Exercise data:
==*==
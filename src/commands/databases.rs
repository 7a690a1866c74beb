//! Databases command handler - list discovered compilation databases

use serde::Serialize;

use crate::cli::{DatabasesArgs, OutputFormat};
use crate::commands::CommandContext;
use crate::error::{ClangdGenError, Result};
use crate::{database, discover, paths, ClangdConfig};

/// One discovered database in the report.
#[derive(Debug, Serialize)]
struct DatabaseReport {
    key: String,
    claims: usize,
}

/// Run the databases command: discovery plus per-database claim
/// counts. A database whose document is malformed reports zero claims
/// but still appears; it exists on disk and will receive a fallback
/// pattern at generation time.
pub fn run_databases(args: &DatabasesArgs, ctx: &CommandContext) -> Result<String> {
    let root = paths::resolve_root(args.root.as_ref())?;
    let config = ClangdConfig::load(&root);

    let databases = discover::discover_databases(&root, &config.exclude_path);
    if databases.is_empty() {
        return Err(ClangdGenError::NoDatabases { root });
    }

    let reports: Vec<DatabaseReport> = databases
        .iter()
        .map(|path| DatabaseReport {
            key: discover::database_key(path, &root),
            claims: database::read_claims(path, &root, &config.exclude_path).len(),
        })
        .collect();

    match ctx.format {
        OutputFormat::Json => serde_json::to_string_pretty(&reports)
            .map(|s| format!("{}\n", s))
            .map_err(|e| ClangdGenError::ReportFailure {
                message: e.to_string(),
            }),
        OutputFormat::Text => {
            let mut out = String::new();
            for report in &reports {
                out.push_str(&format!("{}: {} files\n", report.key, report.claims));
            }
            Ok(out)
        }
    }
}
==*==
What the task requires: Provide only the count of lines in the records above that hold the word "root".

Answer for this exercise: 6